Tuesday, December 16, 2008

Three Men and a Little Lady



Remember that  movie?    Well, change the little lady to a puppy and subtract a man, and that's what life's been like for the last couple of months.

Ginger is sickeningly cute, and growing so fast.  She had her second vet visit yesterday for her third round of shots.  She's now 30 lbs. about about 18" tall at the shoulder.  I said I'd never buy clothes for a dog,  I even made fun of many an unfortunate pet that was clothed by it's owner.  Today I did it.  I bought Ginger a wool lined suede jacket.  There's something wrong with me.    I saw it while walking through a thrift store and had to buy it.  I'm not going to post pictures of her wearing it, though, because I think that would add insult to injury.

The last 2 months with a puppy have been fun, but challenging.  We've both locked ourselves out during middle-of-the-night trips outside.  We've cleaned up lots and lots of puppy poop and pee.  Two of my colleagues have young children, and I have a new-found sympathy for them.  I thought it'd be fun to do a puppy/baby comparison.

Puppy:  You have to walk outside in the cold, rain, or snow so it can poo, pee, or just frolic in the grass to frustrate you.
Baby: Poos and pees in diapers.  Needs frequent cleaning, but not terribly urgent if you don't mind that smell.

Puppy:  You can dump some food/water in a couple of bowls and proceed to scramble your eggs and brew coffee while it eats.
Baby: Best case scenario - you go to the fridge and get some recently pumped breast milk.  Worst case scenario - it hangs off your chest, chewing on your nipples until it's full.

Puppy: You can teach to fetch and retrieve.  Can get shoes, newspaper, find drugs and bombs, and even assist handicapped people (or are they still called "differently-abled"?)
Baby: Wait years and you might be able to convince it to do household chores.  It'll likely do them with little reliability and only when bribed with an allowance or under threat of punishment.  This arrangement will break down in the teenage years when it's no longer cool to help, be seen with, or even acknowledge the existence of mom and dad. 

Puppy: May scratch or bite you.  May destroy or eat any or all of the following: homework, shoes, phonebook, furniture, carpet, or landscaping.
Baby: May scratch or bite you.  May destroy or eat any or all of the following: homework, shoes, phonebook, furniture, carpet, or landscaping.   (when grown) Will never drive "safe enough" as far as you're concerned.  Will never raise their children the way you'd want them too.  Would likely not marry someone you deemed "good enough."  May not give your the grandchildren your really hoping for, or may give you grandchildren before they graduate high school.  

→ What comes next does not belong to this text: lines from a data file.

//! Domain error types
//!
//! This module defines the error hierarchy for Hattori. Errors are
//! domain-specific and don't expose third-party types.

use thiserror::Error;

/// Main Hattori error type
///
/// This is the primary error type used throughout the library. Runner,
/// store and configuration failures all surface through it.
#[derive(Debug, Error)]
pub enum HattoriError {
    /// Configuration-related errors (missing model, empty attributes, bad TOML)
    #[error("Configuration error: {0}")]
    Configuration(String),

    /// A configured replacer is neither a generator nor a string literal
    #[error("Replacers need to be generators or strings: field '{field}' has {found}")]
    ReplacerType {
        /// Field the replacer was configured for
        field: String,
        /// Description of the offending value
        found: String,
    },

    /// A field is not part of the model metadata
    #[error("Field '{field}' does not exist on model '{model}'")]
    UnknownField {
        /// Model (table) name
        model: String,
        /// Missing field name
        field: String,
    },

    /// Database-related errors
    #[error("Database error: {0}")]
    Database(String),

    /// Network/connection errors
    #[error("Connection error: {0}")]
    Connection(String),

    /// Validation errors
    #[error("Validation error: {0}")]
    Validation(String),

    /// Serialization/deserialization errors
    #[error("Serialization error: {0}")]
    Serialization(String),

    /// I/O errors
    #[error("I/O error: {0}")]
    Io(String),
}

impl HattoriError {
    /// Creates a replacer type error for a field
    pub fn replacer_type(field: impl Into<String>, found: impl Into<String>) -> Self {
        Self::ReplacerType {
            field: field.into(),
            found: found.into(),
        }
    }

    /// Whether this error means the run never should have started
    pub fn is_configuration(&self) -> bool {
        matches!(self, Self::Configuration(_))
    }
}

// Conversion from std::io::Error
impl From<std::io::Error> for HattoriError {
    fn from(err: std::io::Error) -> Self {
        HattoriError::Io(err.to_string())
    }
}

// Conversion from serde_json::Error
impl From<serde_json::Error> for HattoriError {
    fn from(err: serde_json::Error) -> Self {
        HattoriError::Serialization(err.to_string())
    }
}

// Conversion from toml parse errors
impl From<toml::de::Error> for HattoriError {
    fn from(err: toml::de::Error) -> Self {
        HattoriError::Configuration(format!("TOML parse error: {err}"))
    }
}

Puppy: Puppy class, clicker, unlimited supply of treats.
Baby: Preschool, public school or private?, PTA or PTO, school dances, bake sales, parent- teacher conferences.  Band, Dance, Cheer leading, Wrestling, Football, Soccer, and/or 4-H.  Prom, senior pictures, and graduation.  College, student loans, changing majors times, graduate school.

SCORE
Puppy - 4
Baby - 1

In other news, I had to go to Wichita to fix a sink in my house that had been broken.  That sucked.  Funny part, however, was that the plastic bolts were completely stuck under the sink (I found that out after taking out the whole sink and trying to remove the faucet.)  They were completely immovable.  I didn't know of a better way to remove them, so Dr. Smith's amazing Swedish valve oil (T-2) came to the rescue.  He didn't invent it or anything, but he is a huge fan of it... it is really good stuff, after all.  I'm still waiting to see him on a late night TV infomercial (alla Ron Popeil) selling little bottles of the stuff for the LOW, LOW, PRICE OF $19.95. 

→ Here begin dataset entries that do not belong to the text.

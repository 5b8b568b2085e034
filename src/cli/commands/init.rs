//! Init command implementation
//!
//! This module implements the `init` command for generating a sample
//! configuration file.

use clap::Args;
use std::fs;
use std::path::Path;

/// Arguments for the init command
#[derive(Args, Debug)]
pub struct InitArgs {
    /// Path where to create the configuration file
    #[arg(short, long, default_value = "hattori.toml")]
    pub output: String,

    /// Include example values and comments
    #[arg(long)]
    pub with_examples: bool,

    /// Overwrite existing file
    #[arg(long)]
    pub force: bool,
}

impl InitArgs {
    /// Execute the init command
    pub async fn execute(&self) -> anyhow::Result<i32> {
        tracing::info!(output = %self.output, "Initializing configuration file");

        println!("📝 Initializing Hattori configuration");
        println!();

        if Path::new(&self.output).exists() && !self.force {
            println!("❌ Configuration file already exists: {}", self.output);
            println!("   Use --force to overwrite");
            return Ok(2); // Configuration error exit code
        }

        let config_content = if self.with_examples {
            Self::generate_config_with_examples()
        } else {
            Self::generate_minimal_config()
        };

        match fs::write(&self.output, config_content) {
            Ok(_) => {
                println!("✅ Configuration file created: {}", self.output);
                println!();
                println!("Next steps:");
                println!("  1. Edit {} and list the tables to scrub", self.output);
                println!("  2. Set HATTORI_DATABASE_URL (or put it in a .env file)");
                println!("  3. Check the configuration: hattori validate-config");
                println!("  4. Try it without writing: hattori run --dry-run");
                println!("  5. Run it: hattori run");
                println!();
                Ok(0)
            }
            Err(e) => {
                println!("❌ Failed to write configuration file");
                println!("   Error: {}", e);
                Ok(5) // Fatal error exit code
            }
        }
    }

    /// Generate minimal configuration
    fn generate_minimal_config() -> String {
        r#"# Hattori Configuration File

[application]
log_level = "info"
dry_run = false

[database]
connection_string = "${HATTORI_DATABASE_URL}"

[anonymization]
locale = "en"
batch_size = 1000

[[targets]]
model = "auth_user"
attributes = [
  { field = "first_name", faker = "first_name" },
  { field = "last_name", faker = "last_name" },
  { field = "email", faker = "safe_email" },
]

[logging]
local_enabled = false
"#
        .to_string()
    }

    /// Generate configuration with examples and comments
    fn generate_config_with_examples() -> String {
        r#"# Hattori Configuration File
#
# Every [[targets]] entry names a table and the columns to overwrite.
# Overwrites are direct and cannot be undone: run against a copy of
# production, never production itself.

# ============================================================================
# Application Settings
# ============================================================================
[application]
# Log level (trace, debug, info, warn, error)
log_level = "info"

# Dry run mode (substitute values but never write them back)
dry_run = false

# ============================================================================
# Database
# ============================================================================
[database]
# PostgreSQL connection string. ${VAR} placeholders are read from the
# environment (and from a .env file next to the binary).
connection_string = "${HATTORI_DATABASE_URL}"

# Pool size and timeouts
max_connections = 4
connection_timeout_seconds = 30
statement_timeout_seconds = 300

# ============================================================================
# Anonymization
# ============================================================================
[anonymization]
# Data locale for generated values: en, fr_fr, pt_br, zh_cn, zh_tw
locale = "en"

# Records per page and per bulk update
batch_size = 1000

# Fixed seed for reproducible values (omit for random values)
# seed = 42

# Show a progress bar per target
progress = true

# ============================================================================
# Targets
# ============================================================================
# Each attribute sets exactly one of:
#   faker = "<kind>"   generated per record, cut to the column's max length
#   value = "<text>"   written as-is to every record
# Run `hattori list-fakers` for the supported kinds.

[[targets]]
name = "users"
model = "auth_user"
primary_key = "id"
attributes = [
  { field = "first_name", faker = "first_name" },
  { field = "last_name", faker = "last_name" },
  { field = "email", faker = "safe_email" },
  { field = "password", value = "!" },
]

[[targets]]
name = "customer_contacts"
model = "crm.contacts"
# Filters narrow the records (ops: eq, ne, is_null, is_not_null)
filters = [
  { field = "country", op = "ne", value = "internal" },
  { field = "phone", op = "is_not_null" },
]
attributes = [
  { field = "name", faker = "name" },
  { field = "phone", faker = "phone_number" },
  { field = "street", faker = "street_name" },
  { field = "city", faker = "city" },
  { field = "zip", faker = "zip_code" },
  { field = "notes", value = "" },
]

# ============================================================================
# Logging
# ============================================================================
[logging]
# Also write JSON logs to a rotating file
local_enabled = false
local_path = "./logs"
# Rotation: daily, hourly, never
local_rotation = "daily"
"#
        .to_string()
    }
}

Anyway, I soaked the plastic bolts with the valve oil and set them on fire.  They melted and fell off.  Handy, huh?  Here's a picture of them all ablaze:



We are currently getting our first real snow.  I hate snow.  I also can't stand Nancy Grace.  Do you ever watch her show and wish it was her body the police were searching for?  ummm... yeah... me either.  

2 comments:

Audra said...

I demand embarrassing pictures of Ginger in a coat. I'll post pictures of my dogs in Christmas costumes.

I have drawn those same comparisons many times but never all at once and I never wrote them down. Another one for you:

Puppy: When it loses its baby teeth, it just swallows them.
Baby: When it loses its baby teeth, you have to pay it.

viumbi: South African virus that causes a deep cough and larvae to implant themselves in the patient's skin.

Anonymous said...

While your keeping score, I thought I'd add that this also applies to children: "Puppy: May scratch or bite you. May destroy or eat any or all of the following: homework, shoes, phonebook, furniture, carpet, or landscaping."

Or maybe mine are just especially evil. *shrug*

I'm uber impressed with your ability to fix things with fire.